Il résulte de tout ce qui précède que M. A… n’est pas fondé à soutenir que c’est à tort que, par le jugement attaqué, le tribunal administratif de Montreuil a rejeté sa demande. Ses conclusions aux fins d’injonction, ainsi que celles tendant à l’application des dispositions de l’article 37 de la loi du 10 juillet 1991 relative à l’aide juridique, doivent ainsi également être rejetées.
DECIDE :
Article 1er : La requête de M. A… est rejetée.
Article 2 : Le présent arrêt sera notifié à M. B… A… et au ministre de l’intérieur.
Copie en sera adressée au préfet de la Seine-Saint-Denis.

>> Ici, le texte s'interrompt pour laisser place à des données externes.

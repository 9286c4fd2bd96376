//! Cache store implementations.

pub mod memory;

#[cfg(feature = "cache-redis")]
pub mod redis;

pub use memory::InMemoryCacheStore;

#[cfg(feature = "cache-redis")]
pub use self::redis::RedisCacheStore;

Délibéré après l’audience du 19 février 2026, à laquelle siégeaient :
- M. Barthez, président,
- Mme Milon, présidente assesseure,
- Mme Lellig, première conseillère.
Rendu public par mise à disposition au greffe, le 12 mars 2026.
La rapporteure,
A. Milon
Le président,
A. Barthez
La greffière,
E. Mouchon
La République mande et ordonne au ministre de l’intérieur en ce qui le concerne, ou à tous commissaires de justice à ce requis en ce qui concerne les voies de droit commun contre les parties privées, de pourvoir à l’exécution de la présente décision.